Neil Gaiman's Sandman, published in monthly comic-book form between 1988 and 1996 and still going strong in graphic-novel anthologies, was a prodigious publishing event. It was characterised by Norman Mailer, no less, as "a comic strip for intellectuals". After 2,000 pages and 10 graphic novels, it is not surprising that Gaiman chose to give himself a seven-year break from his creation, concentrating on prose fiction while leaving his complex fictional universe to be explored by others, with extremely mixed results.
The present collection of new stories has a title that bookends an earlier Gaiman anthology, Midnight Days. It marks the author's return to the saga of the Endless, the "anthropomorphic personifications" of such universal human phenomena as Death, Desire, Dream, Destruction, Delirium, Despair and Destiny. The Sandman himself is, of course, "Dream", and, like his siblings, he is not the "God" of that state after which he is named, but the thing itself. In the company of seven artists (one for each of the Endless), Gaiman not only tells fresh tales of his beloved characters, but explores how each can affect human lives.
The styles of both art and narrative vary drastically from story to story. Thus Despair is represented by the painter Barron Storey in a series of chilling vignettes, in the self-descriptive "Fifteen Portraits Of Despair". Death and Destruction receive far more conventional comic-strip narratives at the hands of, respectively, P Craig Russell and Glenn Fabry.

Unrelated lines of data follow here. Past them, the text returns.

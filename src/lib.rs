//! camqr - camera frame to QR symbol pipeline
//!
//! A capture loop that takes frames from a sensor, provisions a decoder for
//! each frame's geometry, locates and decodes every QR symbol in it, and
//! reports the results. Per-frame failures never stop the loop.
//!
//! The moving parts are three traits and one controller:
//!
//! - [`source::FrameSource`] hands out frames
//! - [`engine::DecoderEngine`] detects and decodes ([`engine::QrEngine`] ships in the crate)
//! - [`sink::ResultSink`] receives [`sink::ReportEvent`]s
//! - [`pipeline::PipelineController`] runs the cycle between them

#![warn(missing_docs)]
#![allow(clippy::missing_docs_in_private_items)]

/// Pipeline configuration and frame-size presets
pub mod config;
/// QR symbol decoding (format/version info, Reed-Solomon, segment modes)
pub mod decoder;
/// QR symbol location (finder patterns, grouping, grid sampling)
pub mod detector;
/// The decoder engine contract and the QR implementation
pub mod engine;
/// Error types
pub mod error;
/// Core data structures (Frame, BitMatrix, Point, DecodedSymbol, etc.)
pub mod models;
/// The per-frame controller
pub mod pipeline;
/// Result sinks
pub mod sink;
/// Frame sources
pub mod source;
/// Utility functions (grayscale, binarization, geometry)
pub mod utils;

pub use config::{FrameSize, PipelineConfig};
pub use decoder::DecodeError;
pub use engine::{DecoderEngine, QrEngine};
pub use error::{CaptureError, ConfigError, FrameError, PipelineError, ProvisionError};
pub use models::{
    BitMatrix, CandidateRegion, DataType, DecodedSymbol, EcLevel, Frame, MaskPattern, PixelFormat,
    Point, RegionGeometry,
};
pub use pipeline::{CycleOutcome, CycleStats, PipelineController, Shutdown};
pub use sink::{ReportEvent, ReportKind, ResultSink};
pub use source::FrameSource;
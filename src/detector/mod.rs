//! Symbol location on a binarised frame
//!
//! - Finder pattern detection (the three square markers)
//! - Grouping finders into oriented triples
//! - Grid sampling through a perspective transform

/// Finder pattern detection using 1:1:3:1:1 ratio scanning
pub mod finder;
/// Triple assembly and orientation
pub mod grouping;
/// Module grid sampling
pub mod sampler;

use crate::models::BitMatrix;

pub use sampler::Grid;

/// Locate every symbol in `binary`, replacing the contents of `grids`.
///
/// Grids come out in detection order: top-left finder by row, then column.
pub fn locate_into(binary: &BitMatrix, grids: &mut Vec<Grid>) {
    grids.clear();
    let finders = finder::find_patterns(binary);
    let triples = grouping::group(&finders);
    tracing::trace!(
        finders = finders.len(),
        triples = triples.len(),
        "finder scan complete"
    );
    grids.extend(triples.iter().filter_map(|t| sampler::sample(binary, t)));
}
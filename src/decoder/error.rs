use thiserror::Error;

/// Why a located region failed to decode
#[derive(Debug, Clone, Copy, PartialEq, Eq, Hash, Error)]
pub enum DecodeError {
    /// Grid size is not 17 + 4v
    #[error("Invalid grid size")]
    InvalidGridSize,
    /// Version outside 1-40 or contradicted by the version blocks
    #[error("Invalid version")]
    InvalidVersion,
    /// Neither format word copy could be corrected
    #[error("Format data ECC failure")]
    FormatEcc,
    /// A data block had more errors than its ECC can repair
    #[error("ECC failure")]
    DataEcc,
    /// Unrecognised segment mode indicator
    #[error("Unknown data type")]
    UnknownDataType,
    /// Payload grew past the maximum symbol capacity
    #[error("Data overflow")]
    DataOverflow,
    /// Bitstream ended inside a segment
    #[error("Data underflow")]
    DataUnderflow,
}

Bill Sienkiewicz falls - or rather, adeptly tumbles - between the traditional and avant-garde stools in a rich and though-provoking tale of Delirium entitled "Going Inside". Here an autistic girl is saved from a life-threatening situation by a dream (sent out by Dream, naturally) which stimulates only the insane to mount a rescue mission.

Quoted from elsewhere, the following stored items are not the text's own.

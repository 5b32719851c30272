/// BCH codes protecting the format (15,5) and version (18,6) words
///
/// Both codes have minimum distance 7 or 8, so matching a read word against the
/// full codebook and accepting a Hamming distance of three or less corrects
/// every pattern the code can correct.
pub const MAX_CORRECTABLE: u32 = 3;

const FORMAT_GENERATOR: u32 = 0x537;
const FORMAT_XOR_MASK: u32 = 0x5412;
const VERSION_GENERATOR: u32 = 0x1F25;

/// 15-bit format word for 5 data bits (level bits << 3 | mask), mask applied
pub const fn format_word(data: u8) -> u16 {
    let data = data as u32 & 0x1F;
    let mut rem = data;
    let mut i = 0;
    while i < 10 {
        rem = (rem << 1) ^ ((rem >> 9) * FORMAT_GENERATOR);
        i += 1;
    }
    (((data << 10) | rem) ^ FORMAT_XOR_MASK) as u16
}

/// 18-bit version word for versions 7-40
pub const fn version_word(version: u8) -> u32 {
    let data = version as u32;
    let mut rem = data;
    let mut i = 0;
    while i < 12 {
        rem = (rem << 1) ^ ((rem >> 11) * VERSION_GENERATOR);
        i += 1;
    }
    (data << 12) | rem
}

/// Closest format codeword as `(data, distance)`
pub fn nearest_format(word: u16) -> (u8, u32) {
    (0u8..32)
        .map(|data| (data, (format_word(data) ^ word).count_ones()))
        .min_by_key(|&(_, d)| d)
        .unwrap_or((0, u32::MAX))
}

/// Closest version codeword as `(version, distance)`
pub fn nearest_version(word: u32) -> (u8, u32) {
    (7u8..=40)
        .map(|v| (v, (version_word(v) ^ word).count_ones()))
        .min_by_key(|&(_, d)| d)
        .unwrap_or((0, u32::MAX))
}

Milo Manera's richly textured artwork is admirably suited to the haunting, sensual and Tarantino-grade gory tale "What I've Tasted Of Desire", in which a young girl who encounters the androgynous, deceitful Endless of the title uses her allure first to attract and tame the swaggering, promiscuous man she craves, and then bloodily to avenge his murder.
Dream's own tale, oddly enough, is among the least impressive, although it fills in much of the back-story of the Endless and contains a couple of amusing comic-geek references to the mythos of the Superman and Green Lantern super-hero strips. Only Destiny's story fails to take off: despite exquisite illustration by Frank Quitely, it literally goes nowhere.
Like all the Sandman collections (and all the covers of the original comics), Endless Nights is beautifully designed by Dave McKean. Well over a million copies of the series have been sold in book form which - since Sandman fans are notorious completists - suggests that there are at least 100,000 Sandman loyalists out there. It is unlikely that any significant proportion of them will be disappointed by Endless Nights.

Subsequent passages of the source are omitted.